Opsi lain, mereka diterima bekerja di perusahaan lain dengan bidang kerja sesuai kemampuan ketika sebelum mengalami disabilitas, atau bisa juga ditempatkan di bidang yang sesuai dengan kondisi mereka setelah mengalami disabilitas.
"Atau, jika sudah tidak lagi bekerja di perusahaan, maka harus dipastikan mereka memiliki ketrampilan berwirausaha. Oleh karena itulah, para pekerja disabilitas ini diberi pelatihan enterpreneurship. Ini merupakan bagian dari program BPJS Ketenagakerjaan," kata Woro, di sela-sela acara.

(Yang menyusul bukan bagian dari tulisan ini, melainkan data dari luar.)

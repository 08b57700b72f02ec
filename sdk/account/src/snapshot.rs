use {
  accountkit_primitives::{Asset, Authority, Name},
  serde::{de, Deserialize, Deserializer, Serialize},
};

/// Chain nodes encode 64 bit integers either as JSON numbers or, when
/// they may not fit a double, as strings. Both are accepted.
fn int64<'de, D: Deserializer<'de>>(deserializer: D) -> Result<i64, D::Error> {
  #[derive(Deserialize)]
  #[serde(untagged)]
  enum Int64 {
    Number(i64),
    Text(String),
  }

  match Int64::deserialize(deserializer)? {
    Int64::Number(value) => Ok(value),
    Int64::Text(text) => text.parse().map_err(de::Error::custom),
  }
}

/// Subset of a `get_account` response this crate reads.
///
/// Unknown fields are ignored so responses of chains that add their own
/// fields still parse. Resource weights and limits are `-1` for accounts
/// with unlimited resources.
#[derive(Debug, Clone, PartialEq, Eq, Serialize, Deserialize)]
pub struct AccountObject {
  pub account_name: Name,

  #[serde(deserialize_with = "int64")]
  pub ram_quota: i64,

  #[serde(deserialize_with = "int64")]
  pub ram_usage: i64,

  #[serde(deserialize_with = "int64")]
  pub net_weight: i64,

  #[serde(deserialize_with = "int64")]
  pub cpu_weight: i64,

  pub net_limit: AccountResourceLimit,
  pub cpu_limit: AccountResourceLimit,

  #[serde(default)]
  pub permissions: Vec<PermissionObject>,

  #[serde(default, skip_serializing_if = "Option::is_none")]
  pub core_liquid_balance: Option<Asset>,
}

#[derive(Debug, Clone, Copy, PartialEq, Eq, Serialize, Deserialize)]
pub struct AccountResourceLimit {
  #[serde(deserialize_with = "int64")]
  pub used: i64,

  #[serde(deserialize_with = "int64")]
  pub available: i64,

  #[serde(deserialize_with = "int64")]
  pub max: i64,
}

/// One entry of the permission tree of an account.
#[derive(Debug, Clone, PartialEq, Eq, Serialize, Deserialize)]
pub struct PermissionObject {
  pub perm_name: Name,
  pub parent: Name,
  pub required_auth: Authority,
}

#[cfg(test)]
mod tests {
  use super::AccountObject;

  #[test]
  fn accepts_numbers_and_strings() -> anyhow::Result<()> {
    let account: AccountObject = serde_json::from_str(
      r#"{
        "account_name": "test",
        "head_block_num": 0,
        "ram_quota": "67988",
        "ram_usage": 17086,
        "net_weight": 8253324,
        "cpu_weight": "236250",
        "net_limit": { "used": 1, "available": "2", "max": 3 },
        "cpu_limit": { "used": -1, "available": -1, "max": -1, "last_usage_update_time": "2023-01-01T00:00:00.000" },
        "core_liquid_balance": "1.0000 EOS"
      }"#,
    )?;

    assert_eq!(account.account_name.to_string(), "test");
    assert_eq!(account.ram_quota, 67988);
    assert_eq!(account.cpu_weight, 236250);
    assert_eq!(account.net_limit.available, 2);
    assert_eq!(account.cpu_limit.max, -1);
    assert!(account.permissions.is_empty());
    assert_eq!(
      account.core_liquid_balance.map(|b| b.to_string()),
      Some("1.0000 EOS".into())
    );
    Ok(())
  }

  #[test]
  fn rejects_non_numeric_strings() {
    let result = serde_json::from_str::<AccountObject>(
      r#"{
        "account_name": "test",
        "ram_quota": "lots",
        "ram_usage": 0,
        "net_weight": 0,
        "cpu_weight": 0,
        "net_limit": { "used": 0, "available": 0, "max": 0 },
        "cpu_limit": { "used": 0, "available": 0, "max": 0 }
      }"#,
    );
    assert!(result.is_err());
  }
}
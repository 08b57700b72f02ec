mod delta;
mod kind;
mod planner;

pub use {
  delta::ResourceDelta,
  kind::{Error as ResourceKindError, ResourceKind},
  planner::{
    parse_target,
    Error as PlannerError,
    ResourceLimit,
    ResourceSnapshot,
    Targets,
  },
};
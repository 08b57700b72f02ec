use {
  crate::{
    key::Error as KeyError,
    name::Error as NameError,
    PermissionLevel,
    PublicKey,
  },
  serde::{Deserialize, Serialize},
  std::{convert::Infallible, fmt::Display},
  thiserror::Error,
};

pub type Weight = u16;

/// Weight used when the caller does not specify one.
pub const DEFAULT_WEIGHT: Weight = 1;

/// Identifies one entry of an authority in error reports.
#[derive(Debug, Clone, Copy, PartialEq, Eq)]
pub enum Entry {
  Key(PublicKey),
  Account(PermissionLevel),
  Wait(u32),
}

impl Display for Entry {
  fn fmt(&self, f: &mut std::fmt::Formatter<'_>) -> std::fmt::Result {
    match self {
      Entry::Key(key) => write!(f, "key {key}"),
      Entry::Account(level) => write!(f, "account {level}"),
      Entry::Wait(secs) => write!(f, "wait of {secs}s"),
    }
  }
}

#[derive(Debug, Clone, Error, PartialEq, Eq)]
pub enum Error {
  #[error("{0} is already present in the authority")]
  DuplicateEntry(Entry),

  #[error("{0} is not present in the authority")]
  NotFound(Entry),

  #[error(transparent)]
  Key(#[from] KeyError),

  #[error(transparent)]
  Name(#[from] NameError),

  #[error("authority threshold must be greater than zero")]
  ZeroThreshold,

  #[error("authority weights sum up to {total} which is below threshold {threshold}")]
  Unsatisfiable { threshold: u32, total: u64 },
}

impl From<Infallible> for Error {
  fn from(e: Infallible) -> Self {
    match e {}
  }
}

#[derive(Debug, Clone, Copy, PartialEq, Eq, Hash, Serialize, Deserialize)]
pub struct KeyWeight {
  pub key: PublicKey,
  pub weight: Weight,
}

#[derive(Debug, Clone, Copy, PartialEq, Eq, Hash, Serialize, Deserialize)]
pub struct PermissionLevelWeight {
  pub permission: PermissionLevel,
  pub weight: Weight,
}

#[derive(Debug, Clone, Copy, PartialEq, Eq, Hash, Serialize, Deserialize)]
pub struct WaitWeight {
  pub wait_sec: u32,
  pub weight: Weight,
}

/// Common shape of the three weighted lists of an authority.
///
/// Each list is kept sorted ascending by `id` and holds at most one
/// entry per `id`. The weight is never part of the identity.
trait Weighted: Copy {
  type Id: Ord + Copy;

  fn id(&self) -> Self::Id;
  fn weight(&self) -> Weight;
  fn entry(id: Self::Id) -> Entry;
}

impl Weighted for KeyWeight {
  type Id = PublicKey;

  fn id(&self) -> PublicKey {
    self.key
  }

  fn weight(&self) -> Weight {
    self.weight
  }

  fn entry(id: PublicKey) -> Entry {
    Entry::Key(id)
  }
}

impl Weighted for PermissionLevelWeight {
  type Id = PermissionLevel;

  fn id(&self) -> PermissionLevel {
    self.permission
  }

  fn weight(&self) -> Weight {
    self.weight
  }

  fn entry(id: PermissionLevel) -> Entry {
    Entry::Account(id)
  }
}

impl Weighted for WaitWeight {
  type Id = u32;

  fn id(&self) -> u32 {
    self.wait_sec
  }

  fn weight(&self) -> Weight {
    self.weight
  }

  fn entry(id: u32) -> Entry {
    Entry::Wait(id)
  }
}

/// Inserts at the sorted position, the list is never left unsorted.
fn insert_sorted<T: Weighted>(items: &mut Vec<T>, item: T) -> Result<(), Error> {
  let id = item.id();
  match items.binary_search_by(|probe| probe.id().cmp(&id)) {
    Ok(_) => Err(Error::DuplicateEntry(T::entry(id))),
    Err(position) => {
      items.insert(position, item);
      Ok(())
    }
  }
}

/// Removes the entry with the given id. When `weight` is given it must
/// match too, otherwise the entry counts as missing.
fn remove_sorted<T: Weighted>(
  items: &mut Vec<T>,
  id: T::Id,
  weight: Option<Weight>,
) -> Result<T, Error> {
  match items.binary_search_by(|probe| probe.id().cmp(&id)) {
    Ok(position)
      if weight.map_or(true, |w| items[position].weight() == w) =>
    {
      Ok(items.remove(position))
    }
    _ => Err(Error::NotFound(T::entry(id))),
  }
}

/// Weighted threshold multi-signature authority.
///
/// An action is authorized when the weights of the satisfied keys,
/// delegated permissions and elapsed waits add up to at least the
/// threshold.
///
/// All three lists are kept in the canonical order the chain expects
/// after every single mutation and never contain duplicates, so the
/// authority can be read (and serialized) at any point. A mutation that
/// fails leaves the authority untouched.
#[derive(Debug, Clone, PartialEq, Eq, Serialize, Deserialize)]
#[serde(try_from = "AuthorityData")]
pub struct Authority {
  threshold: u32,
  keys: Vec<KeyWeight>,
  accounts: Vec<PermissionLevelWeight>,
  waits: Vec<WaitWeight>,
}

/// Authority as it comes over the wire, before canonicalization.
#[derive(Debug, Deserialize)]
struct AuthorityData {
  threshold: u32,
  #[serde(default)]
  keys: Vec<KeyWeight>,
  #[serde(default)]
  accounts: Vec<PermissionLevelWeight>,
  #[serde(default)]
  waits: Vec<WaitWeight>,
}

impl TryFrom<AuthorityData> for Authority {
  type Error = Error;

  fn try_from(data: AuthorityData) -> Result<Self, Self::Error> {
    Authority::from_parts(data.threshold, data.keys, data.accounts, data.waits)
  }
}

impl Authority {
  /// An empty authority with the given threshold.
  pub fn new(threshold: u32) -> Self {
    Self {
      threshold,
      keys: vec![],
      accounts: vec![],
      waits: vec![],
    }
  }

  /// Builds an authority from lists in any order.
  ///
  /// Fails with [`Error::DuplicateEntry`] if any list repeats an entry.
  pub fn from_parts(
    threshold: u32,
    keys: impl IntoIterator<Item = KeyWeight>,
    accounts: impl IntoIterator<Item = PermissionLevelWeight>,
    waits: impl IntoIterator<Item = WaitWeight>,
  ) -> Result<Self, Error> {
    let mut authority = Authority::new(threshold);
    for key in keys {
      insert_sorted(&mut authority.keys, key)?;
    }
    for account in accounts {
      insert_sorted(&mut authority.accounts, account)?;
    }
    for wait in waits {
      insert_sorted(&mut authority.waits, wait)?;
    }
    Ok(authority)
  }

  pub fn threshold(&self) -> u32 {
    self.threshold
  }

  pub fn set_threshold(&mut self, threshold: u32) {
    self.threshold = threshold;
  }

  pub fn keys(&self) -> &[KeyWeight] {
    &self.keys
  }

  pub fn accounts(&self) -> &[PermissionLevelWeight] {
    &self.accounts
  }

  pub fn waits(&self) -> &[WaitWeight] {
    &self.waits
  }

  pub fn add_key<K>(&mut self, key: K) -> Result<(), Error>
  where
    K: TryInto<PublicKey>,
    Error: From<<K as TryInto<PublicKey>>::Error>,
  {
    self.add_key_with_weight(key, DEFAULT_WEIGHT)
  }

  /// Adds a key in either legacy or prefixed form, or an already parsed
  /// [`PublicKey`].
  pub fn add_key_with_weight<K>(
    &mut self,
    key: K,
    weight: Weight,
  ) -> Result<(), Error>
  where
    K: TryInto<PublicKey>,
    Error: From<<K as TryInto<PublicKey>>::Error>,
  {
    let key = key.try_into()?;
    insert_sorted(&mut self.keys, KeyWeight { key, weight })
  }

  pub fn remove_key<K>(&mut self, key: K) -> Result<KeyWeight, Error>
  where
    K: TryInto<PublicKey>,
    Error: From<<K as TryInto<PublicKey>>::Error>,
  {
    remove_sorted(&mut self.keys, key.try_into()?, None)
  }

  pub fn add_account<L>(&mut self, level: L) -> Result<(), Error>
  where
    L: TryInto<PermissionLevel>,
    Error: From<<L as TryInto<PermissionLevel>>::Error>,
  {
    self.add_account_with_weight(level, DEFAULT_WEIGHT)
  }

  /// Adds a delegated permission given as a [`PermissionLevel`], an
  /// `(actor, permission)` pair or an `"actor@permission"` string.
  pub fn add_account_with_weight<L>(
    &mut self,
    level: L,
    weight: Weight,
  ) -> Result<(), Error>
  where
    L: TryInto<PermissionLevel>,
    Error: From<<L as TryInto<PermissionLevel>>::Error>,
  {
    let permission = level.try_into()?;
    insert_sorted(&mut self.accounts, PermissionLevelWeight {
      permission,
      weight,
    })
  }

  pub fn remove_account<L>(
    &mut self,
    level: L,
  ) -> Result<PermissionLevelWeight, Error>
  where
    L: TryInto<PermissionLevel>,
    Error: From<<L as TryInto<PermissionLevel>>::Error>,
  {
    remove_sorted(&mut self.accounts, level.try_into()?, None)
  }

  pub fn add_wait(&mut self, wait_sec: u32) -> Result<(), Error> {
    self.add_wait_with_weight(wait_sec, DEFAULT_WEIGHT)
  }

  pub fn add_wait_with_weight(
    &mut self,
    wait_sec: u32,
    weight: Weight,
  ) -> Result<(), Error> {
    insert_sorted(&mut self.waits, WaitWeight { wait_sec, weight })
  }

  /// Removes the wait of `wait_sec` seconds. If `weight` is given, the
  /// stored weight must match as well.
  pub fn remove_wait(
    &mut self,
    wait_sec: u32,
    weight: Option<Weight>,
  ) -> Result<WaitWeight, Error> {
    remove_sorted(&mut self.waits, wait_sec, weight)
  }

  /// Sum of all weights in the authority.
  pub fn total_weight(&self) -> u64 {
    let keys = self.keys.iter().map(|k| k.weight as u64);
    let accounts = self.accounts.iter().map(|a| a.weight as u64);
    let waits = self.waits.iter().map(|w| w.weight as u64);
    keys.chain(accounts).chain(waits).sum()
  }

  /// Checks the rules the chain applies before accepting an authority:
  /// a positive threshold that the weights can actually reach.
  ///
  /// Mutations never call this, intermediate states are allowed to be
  /// unsatisfiable.
  pub fn validate(&self) -> Result<(), Error> {
    if self.threshold == 0 {
      return Err(Error::ZeroThreshold);
    }

    let total = self.total_weight();
    if total < self.threshold as u64 {
      return Err(Error::Unsatisfiable {
        threshold: self.threshold,
        total,
      });
    }
    Ok(())
  }
}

Ia menjelaskan pada pekerja formal dan informal harus memiliki jaminan sosial, khusus JKK memberikan perlindungan ketika mengalami kecelakaan kerja, yang mana perlu mendapatkan penanganan medis segera agar dapat meminimalisir kecacatan dan bagaimana pekerja itu bisa produktif kembali.
"Jadi kami bekerja sama dengan perusahaan, agar perusahaan ini bisa diakses oleh pekerja disabilitas, dan diadakan pendampingan, supaya mereka bisa bekerja kembali. Jika perlu dapat pelatihan vokasi sesuai dengan kebutuhan pekerjaan yang bersangkutan," kata Woro.
Dengan demikian, apakah mereka bekerja kembali di perusahaan atau kah akan berwirausaha, yang penting mereka sudah mendapatkan pembekalan enterpreneurship. Bisa juga mereka masih tetap bekerja di perusahaan, namun mereka juga memiliki ketrampilan enterpreunership, sehingga bisa dipadukan dengan kebutuhan perusahaan. Misalnya mereka masih menjadi karyawan, tapi sekaligus juga juga memiliki usaha sampingan bidang kuliner atau yang lainnya.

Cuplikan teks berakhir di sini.